El rey blandió otro documento.

Cuando Rachel Carter se unió al personal de la fundación, fue admirada por su conexión con el oficial que había salvado a nuestra delegación. Lady Maren estaba convencida de que Rachel había sido enviada por la misma familia de excepcional valentía. Le siguieron invitaciones a eventos reales. Luego, las presentaciones.

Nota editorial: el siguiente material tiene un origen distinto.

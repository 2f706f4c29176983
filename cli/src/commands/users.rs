//! User commands

use anyhow::Result;
use clap::{Args, Subcommand};
use crud_core::{FormError, UserForm, Users};
use uuid::Uuid;

use super::Context;
use crate::output::View;

#[derive(Subcommand)]
pub enum UserCommands {
    /// List all users
    List,

    /// Show one user
    Show {
        /// User ID
        id: Uuid,
    },

    /// Add a user
    Add(UserFields),

    /// Edit a user; leave --password out to keep the current password
    Edit {
        /// User ID
        id: Uuid,

        #[command(flatten)]
        fields: UserFields,
    },

    /// Delete a user
    Delete {
        /// User ID
        id: Uuid,

        /// Skip the confirmation prompt
        #[arg(short, long)]
        yes: bool,
    },
}

#[derive(Args, Debug, Default)]
pub struct UserFields {
    #[arg(long)]
    pub name: Option<String>,

    #[arg(long)]
    pub email: Option<String>,

    #[arg(long, env = "CRUD_USER_PASSWORD", hide_env_values = true)]
    pub password: Option<String>,
}

impl UserFields {
    pub fn apply(self, form: &mut UserForm) -> Result<(), FormError> {
        if let Some(name) = self.name {
            form.edit("name", |d| d.name = name)?;
        }
        if let Some(email) = self.email {
            form.edit("email", |d| d.email = email)?;
        }
        if let Some(password) = self.password {
            form.edit("password", |d| d.password = password)?;
        }
        Ok(())
    }
}

pub fn execute(cmd: UserCommands, ctx: &mut Context) -> Result<()> {
    match cmd {
        UserCommands::List => super::list::<Users>(ctx, View::Users),
        UserCommands::Show { id } => super::show::<Users>(ctx, id),
        UserCommands::Add(fields) => super::add::<Users>(ctx, |form| fields.apply(form)),
        UserCommands::Edit { id, fields } => super::edit::<Users>(ctx, id, |form| fields.apply(form)),
        UserCommands::Delete { id, yes } => {
            ctx.assume_yes |= yes;
            super::delete::<Users>(ctx, id)
        }
    }
}

#[cfg(test)]
mod tests {
    use super::*;
    use chrono::{TimeZone, Utc};
    use crud_core::{Submission, User};

    #[test]
    fn edit_without_password_keeps_current() {
        let user = User {
            id: Uuid::from_u128(4),
            name: "Grace".to_string(),
            email: "grace@example.com".to_string(),
            created_at: Utc.with_ymd_and_hms(2024, 1, 1, 0, 0, 0).unwrap(),
        };
        let mut form = UserForm::new();
        form.open_edit(&user).unwrap();
        UserFields {
            email: Some("grace@navy.mil".to_string()),
            ..Default::default()
        }
        .apply(&mut form)
        .unwrap();

        match form.begin_submit().unwrap() {
            Submission::Update(id, update) => {
                assert_eq!(id, user.id);
                assert_eq!(update.email.as_deref(), Some("grace@navy.mil"));
                assert_eq!(update.password, None);
            }
            other => panic!("expected update, got {other:?}"),
        }
    }
}
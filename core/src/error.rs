//! Error types for the resource API client.
//!
//! # Design
//! `NotFound` gets a dedicated variant because callers frequently distinguish
//! "the record does not exist" from "the server returned an unexpected
//! status." All other non-2xx responses land in `HttpError` with the raw
//! status code and body for diagnostics. Transport failures (connection
//! refused, timeouts) are reported by the host's `Transport` as `Transport`.

use thiserror::Error;

/// Errors returned by `ResourceClient` parse methods and `ResourceService`.
#[derive(Debug, Clone, PartialEq, Eq, Error)]
pub enum ApiError {
    /// The server returned 404.
    #[error("resource not found")]
    NotFound,

    /// The server returned a non-2xx status other than 404.
    #[error("HTTP {status}: {body}")]
    HttpError { status: u16, body: String },

    /// The response body could not be deserialized into the expected type.
    #[error("deserialization failed: {0}")]
    DeserializationError(String),

    /// The request payload could not be serialized to JSON.
    #[error("serialization failed: {0}")]
    SerializationError(String),

    /// The request never produced a response.
    #[error("transport failed: {0}")]
    Transport(String),
}
//! crud - manage products and users from the terminal.

use clap::{Parser, Subcommand};

use crud_cli::commands::{products, users};
use crud_cli::{AppConfig, Context, OutputFormat};

/// Manage products and users through the CRUD API
#[derive(Parser)]
#[command(name = "crud")]
#[command(author, version, about, long_about = None)]
#[command(propagate_version = true)]
struct Cli {
    /// API base URL (overrides CRUD_API__BASE_URL and crud.toml)
    #[arg(long, global = true)]
    base_url: Option<String>,

    /// Request timeout in seconds
    #[arg(long, global = true)]
    timeout: Option<u64>,

    /// Output format
    #[arg(long, value_enum, default_value = "card", global = true)]
    format: OutputFormat,

    /// Enable verbose output
    #[arg(short, long, global = true)]
    verbose: bool,

    #[command(subcommand)]
    command: Commands,
}

#[derive(Subcommand)]
enum Commands {
    /// Manage products
    #[command(subcommand)]
    Products(products::ProductCommands),

    /// Manage users
    #[command(subcommand)]
    Users(users::UserCommands),
}

fn main() -> anyhow::Result<()> {
    dotenvy::dotenv().ok();
    let cli = Cli::parse();

    let log_level = if cli.verbose { "debug" } else { "warn" };
    env_logger::Builder::from_env(env_logger::Env::default().default_filter_or(log_level)).init();

    let mut config = AppConfig::load()?;
    if let Some(base_url) = cli.base_url {
        config.api.base_url = base_url;
    }
    if let Some(timeout) = cli.timeout {
        config.api.timeout_secs = timeout;
    }
    log::debug!("using API at {}", config.api.base_url);

    let mut ctx = Context::new(&config.api, cli.format);
    match cli.command {
        Commands::Products(cmd) => products::execute(cmd, &mut ctx),
        Commands::Users(cmd) => users::execute(cmd, &mut ctx),
    }
}
//! Client-side CRUD core for the products and users API.
//!
//! # Overview
//! Builds `HttpRequest` values and parses `HttpResponse` values without
//! touching the network (host-does-IO pattern). On top of that sit the
//! pieces a front end needs to keep a local list in step with the server:
//! draft validation, a form controller, and a collection controller.
//!
//! # Design
//! - `ResourceClient<R>` is stateless: base URL and default headers only.
//!   Each CRUD operation is split into `build_*` and `parse_*`.
//! - `Transport` is the single I/O seam; `ResourceService` pairs it with a
//!   client.
//! - `CollectionController` is the only writer of its collection and only
//!   applies records the server returned.
//! - `FormController` owns the draft and gates submission on validation.
//! - DTOs are defined independently from the mock-server crate; integration
//!   tests catch schema drift.

pub mod client;
pub mod collection;
pub mod draft;
pub mod error;
pub mod form;
pub mod http;
pub mod resource;
pub mod service;
pub mod types;
pub mod validate;

#[cfg(test)]
mod testing;

pub use client::{ProductClient, ResourceClient, UserClient};
pub use collection::{
    CollectionController, CollectionError, Confirm, DeleteOutcome, ListView, LoadStatus, Operation,
    ProductCollection, UserCollection,
};
pub use draft::{FormResource, ProductDraft, UserDraft};
pub use error::ApiError;
pub use form::{FormController, FormError, FormMode, FormState, ProductForm, Submission, UserForm};
pub use http::{HttpMethod, HttpRequest, HttpResponse};
pub use resource::{Products, Resource, Users};
pub use service::{ProductService, ResourceService, Transport, UserService};
pub use types::{NewProduct, NewUser, Product, ProductUpdate, User, UserUpdate};
pub use validate::FieldErrors;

Y finalmente, una estrecha relación con mi hijo.

Rachel susurró: “Lo amaba”.

—Tal vez —dijo el rey—. Pero has construido este amor sobre el nombre de otra persona.

Un silencio tan denso se apoderó de la capilla que parecía asfixiar a todos.

Recordé el ascenso meteórico de Rachel.

Entrevistas sobre orígenes humildes.

Sus relatos precisos sobre el deber y el sacrificio.

Sus declaraciones vagas con respecto al “servicio de nuestra familia”.

Recuerdo haber pensado que por fin estaba orgullosa de mí.

Ahora lo entiendo.

Ella no había sentido ningún orgullo.

Ella me usaba como una sombra en la que podía refugiarse.

El rostro de Alexander se había puesto pálido.